(Listed entries Opens)
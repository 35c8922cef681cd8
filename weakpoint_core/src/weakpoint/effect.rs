//! WeakpointEffect - Secondary effects triggered by hitting a weak point

use crate::attack::{StatusEffectSink, WeakpointAttack};
use crate::config::{check_range, ConfigError, DefinitionCatalog};
use rand::Rng;
use serde::{Deserialize, Serialize};

/// How long an applied effect lasts
#[derive(Debug, Clone, Copy, PartialEq, Eq, Serialize, Deserialize)]
#[serde(tag = "type", content = "turns", rename_all = "snake_case")]
pub enum EffectDuration {
    Turns(u32),
    Permanent,
}

/// A request to the target's status-effect subsystem
#[derive(Debug, Clone, PartialEq, Serialize, Deserialize)]
pub struct EffectApplication {
    pub effect: String,
    pub duration: EffectDuration,
    pub intensity: i32,
}

/// An effect that a weak point can cause
#[derive(Debug, Clone, PartialEq)]
pub struct WeakpointEffect {
    /// Status effect id
    pub effect: String,
    /// Probability of applying, 0..=1
    pub chance: f64,
    /// Permanent effects ignore the rolled duration
    pub permanent: bool,
    /// Duration range in turns, inclusive
    pub duration: (u32, u32),
    /// Intensity range, inclusive
    pub intensity: (i32, i32),
    /// Damage dealt, as a fraction of the target's max health, needed to trigger
    pub damage_required: (f64, f64),
    /// Shown when the effect lands on a player-controlled target
    pub message: Option<String>,
}

impl Default for WeakpointEffect {
    fn default() -> Self {
        WeakpointEffect {
            effect: String::new(),
            chance: 1.0,
            permanent: false,
            duration: (1, 1),
            intensity: (1, 1),
            damage_required: (0.0, 1.0),
            message: None,
        }
    }
}

impl WeakpointEffect {
    /// Validate a definition. `weakpoint` names the owner for error messages.
    pub fn load(
        def: &WeakpointEffectDef,
        weakpoint: &str,
        catalog: &dyn DefinitionCatalog,
    ) -> Result<Self, ConfigError> {
        if !catalog.has_effect(&def.effect) {
            return Err(ConfigError::UnknownEffect {
                weakpoint: weakpoint.to_string(),
                effect: def.effect.clone(),
            });
        }

        let context = format!("weakpoint '{}' effect '{}'", weakpoint, def.effect);
        if !(0.0..=1.0).contains(&def.chance) {
            return Err(ConfigError::InvalidChance {
                context,
                chance: def.chance,
            });
        }
        check_range(&context, "duration", def.duration)?;
        check_range(&context, "intensity", def.intensity)?;
        check_range(&context, "damage_required", def.damage_required)?;

        Ok(WeakpointEffect {
            effect: def.effect.clone(),
            chance: def.chance,
            permanent: def.permanent,
            duration: def.duration,
            intensity: def.intensity,
            damage_required: def.damage_required,
            message: def.message.clone().filter(|m| !m.is_empty()),
        })
    }

    /// Whether `total_damage` against `max_health` falls in the required band
    pub fn damage_in_range(&self, total_damage: f64, max_health: f64) -> bool {
        if max_health <= 0.0 {
            return false;
        }
        let fraction = total_damage / max_health;
        fraction >= self.damage_required.0 && fraction <= self.damage_required.1
    }

    /// Maybe apply the effect to the attack's target
    ///
    /// Returns the application when the sink accepted it.
    pub fn apply_to(
        &self,
        sink: &mut dyn StatusEffectSink,
        total_damage: f64,
        attack: &WeakpointAttack<'_>,
        rng: &mut impl Rng,
    ) -> Option<EffectApplication> {
        let target = attack.target?;

        if !self.damage_in_range(total_damage, target.max_health()) {
            tracing::trace!(
                effect = %self.effect,
                total_damage,
                max_health = target.max_health(),
                "weakpoint effect skipped: damage outside required range"
            );
            return None;
        }

        if rng.gen::<f64>() >= self.chance {
            tracing::trace!(effect = %self.effect, chance = self.chance, "weakpoint effect roll failed");
            return None;
        }

        let duration = if self.permanent {
            EffectDuration::Permanent
        } else {
            EffectDuration::Turns(roll_inclusive(self.duration, rng))
        };
        let application = EffectApplication {
            effect: self.effect.clone(),
            duration,
            intensity: roll_inclusive(self.intensity, rng),
        };

        if !sink.add_effect(&application) {
            tracing::trace!(effect = %self.effect, "weakpoint effect refused by target");
            return None;
        }
        tracing::debug!(
            effect = %application.effect,
            intensity = application.intensity,
            duration = ?application.duration,
            "weakpoint effect applied"
        );

        if let Some(message) = &self.message {
            if target.is_player_controlled() {
                sink.add_message(message);
            }
        }

        Some(application)
    }
}

fn roll_inclusive<T>(range: (T, T), rng: &mut impl Rng) -> T
where
    T: rand::distributions::uniform::SampleUniform + PartialOrd + Copy,
{
    if range.0 >= range.1 {
        range.1
    } else {
        rng.gen_range(range.0..=range.1)
    }
}

/// Effect as written in definition files
#[derive(Debug, Clone, Serialize, Deserialize)]
#[serde(deny_unknown_fields)]
pub struct WeakpointEffectDef {
    pub effect: String,
    #[serde(default = "default_chance")]
    pub chance: f64,
    #[serde(default)]
    pub permanent: bool,
    #[serde(default = "default_duration")]
    pub duration: (u32, u32),
    #[serde(default = "default_intensity")]
    pub intensity: (i32, i32),
    #[serde(default = "default_damage_required")]
    pub damage_required: (f64, f64),
    #[serde(default)]
    pub message: Option<String>,
}

fn default_chance() -> f64 {
    1.0
}

fn default_duration() -> (u32, u32) {
    (1, 1)
}

fn default_intensity() -> (i32, i32) {
    (1, 1)
}

fn default_damage_required() -> (f64, f64) {
    (0.0, 1.0)
}

#[cfg(test)]
mod tests {
    use super::*;
    use crate::config::IdCatalog;
    use crate::test_support::{TestSink, TestTarget};
    use rand::rngs::StdRng;
    use rand::SeedableRng;

    fn catalog() -> IdCatalog {
        IdCatalog::new().with_effects(["bleed", "stunned"])
    }

    fn bleed() -> WeakpointEffect {
        WeakpointEffect {
            effect: "bleed".to_string(),
            chance: 1.0,
            duration: (3, 6),
            intensity: (1, 2),
            damage_required: (0.1, 0.5),
            message: Some("The wound bleeds freely!".to_string()),
            ..Default::default()
        }
    }

    #[test]
    fn test_applies_within_range() {
        let target = TestTarget::new(100.0);
        let attack = WeakpointAttack::environmental(&target);
        let mut sink = TestSink::default();
        let mut rng = StdRng::seed_from_u64(12345);

        let applied = bleed().apply_to(&mut sink, 20.0, &attack, &mut rng).unwrap();

        assert_eq!(applied.effect, "bleed");
        match applied.duration {
            EffectDuration::Turns(turns) => assert!((3..=6).contains(&turns)),
            EffectDuration::Permanent => panic!("bleed is not permanent"),
        }
        assert!((1..=2).contains(&applied.intensity));
        assert_eq!(sink.applied.len(), 1);
        // Not a player, so no message
        assert!(sink.messages.is_empty());
    }

    #[test]
    fn test_out_of_range_never_applies() {
        let target = TestTarget::new(100.0);
        let attack = WeakpointAttack::environmental(&target);
        let effect = bleed();
        let mut sink = TestSink::default();
        let mut rng = StdRng::seed_from_u64(7);

        for _ in 0..500 {
            // 5% and 80% of max health, both outside 10%..=50%
            assert!(effect.apply_to(&mut sink, 5.0, &attack, &mut rng).is_none());
            assert!(effect.apply_to(&mut sink, 80.0, &attack, &mut rng).is_none());
        }
        assert!(sink.applied.is_empty());
    }

    #[test]
    fn test_range_bounds_are_inclusive() {
        let effect = bleed();
        assert!(effect.damage_in_range(10.0, 100.0));
        assert!(effect.damage_in_range(50.0, 100.0));
        assert!(!effect.damage_in_range(50.5, 100.0));
        assert!(!effect.damage_in_range(10.0, 0.0));
    }

    #[test]
    fn test_zero_chance_never_applies() {
        let target = TestTarget::new(100.0);
        let attack = WeakpointAttack::environmental(&target);
        let effect = WeakpointEffect {
            chance: 0.0,
            ..bleed()
        };
        let mut sink = TestSink::default();
        let mut rng = StdRng::seed_from_u64(99);

        for _ in 0..200 {
            assert!(effect.apply_to(&mut sink, 25.0, &attack, &mut rng).is_none());
        }
    }

    #[test]
    fn test_partial_chance_rate() {
        let target = TestTarget::new(100.0);
        let attack = WeakpointAttack::environmental(&target);
        let effect = WeakpointEffect {
            chance: 0.25,
            ..bleed()
        };
        let mut sink = TestSink::default();
        let mut rng = StdRng::seed_from_u64(2024);

        let trials = 4000;
        let hits = (0..trials)
            .filter(|_| effect.apply_to(&mut sink, 25.0, &attack, &mut rng).is_some())
            .count();
        let rate = hits as f64 / trials as f64;
        assert!((rate - 0.25).abs() < 0.03, "rate was {}", rate);
    }

    #[test]
    fn test_permanent_requests_permanent_duration() {
        let target = TestTarget::new(100.0);
        let attack = WeakpointAttack::environmental(&target);
        let effect = WeakpointEffect {
            permanent: true,
            ..bleed()
        };
        let mut sink = TestSink::default();
        let mut rng = StdRng::seed_from_u64(1);

        let applied = effect.apply_to(&mut sink, 30.0, &attack, &mut rng).unwrap();
        assert_eq!(applied.duration, EffectDuration::Permanent);
    }

    #[test]
    fn test_message_only_for_player_targets() {
        let player = TestTarget::new(100.0).player();
        let attack = WeakpointAttack::environmental(&player);
        let mut sink = TestSink::default();
        let mut rng = StdRng::seed_from_u64(3);

        bleed().apply_to(&mut sink, 30.0, &attack, &mut rng);
        assert_eq!(sink.messages, vec!["The wound bleeds freely!".to_string()]);
    }

    #[test]
    fn test_refused_effect_has_no_message() {
        let player = TestTarget::new(100.0).player();
        let attack = WeakpointAttack::environmental(&player);
        let mut sink = TestSink {
            reject: true,
            ..Default::default()
        };
        let mut rng = StdRng::seed_from_u64(3);

        assert!(bleed().apply_to(&mut sink, 30.0, &attack, &mut rng).is_none());
        assert!(sink.messages.is_empty());
    }

    #[test]
    fn test_no_target_is_noop() {
        let attack = WeakpointAttack::default();
        let mut sink = TestSink::default();
        let mut rng = StdRng::seed_from_u64(3);

        assert!(bleed().apply_to(&mut sink, 30.0, &attack, &mut rng).is_none());
    }

    #[test]
    fn test_load_defaults() {
        let def: WeakpointEffectDef = toml::from_str("effect = \"stunned\"").unwrap();
        let effect = WeakpointEffect::load(&def, "head", &catalog()).unwrap();

        assert_eq!(effect, WeakpointEffect {
            effect: "stunned".to_string(),
            ..Default::default()
        });
    }

    #[test]
    fn test_load_rejects_unknown_effect() {
        let def: WeakpointEffectDef = toml::from_str("effect = \"on_fire\"").unwrap();
        let err = WeakpointEffect::load(&def, "head", &catalog()).unwrap_err();
        assert!(matches!(err, ConfigError::UnknownEffect { .. }));
    }

    #[test]
    fn test_load_rejects_inverted_range() {
        let def: WeakpointEffectDef = toml::from_str(
            r#"
effect = "bleed"
duration = [10, 2]
"#,
        )
        .unwrap();
        let err = WeakpointEffect::load(&def, "neck", &catalog()).unwrap_err();
        assert!(matches!(
            err,
            ConfigError::InvalidRange {
                field: "duration",
                ..
            }
        ));
    }

    #[test]
    fn test_load_rejects_bad_chance() {
        let def: WeakpointEffectDef = toml::from_str(
            r#"
effect = "bleed"
chance = 25
"#,
        )
        .unwrap();
        let err = WeakpointEffect::load(&def, "neck", &catalog()).unwrap_err();
        assert!(matches!(err, ConfigError::InvalidChance { .. }));
    }

    #[test]
    fn test_duration_serialization() {
        let json = serde_json::to_string(&EffectDuration::Turns(4)).unwrap();
        assert!(json.contains("turns"));
    }
}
(Listed entries Closes)
# Exercise requirements
Show all lines in the entries above where the string "Copy" appears.

# Exercise output
#[derive(Debug, Clone, Copy, PartialEq, Eq, Serialize, Deserialize)]
    T: rand::distributions::uniform::SampleUniform + PartialOrd + Copy,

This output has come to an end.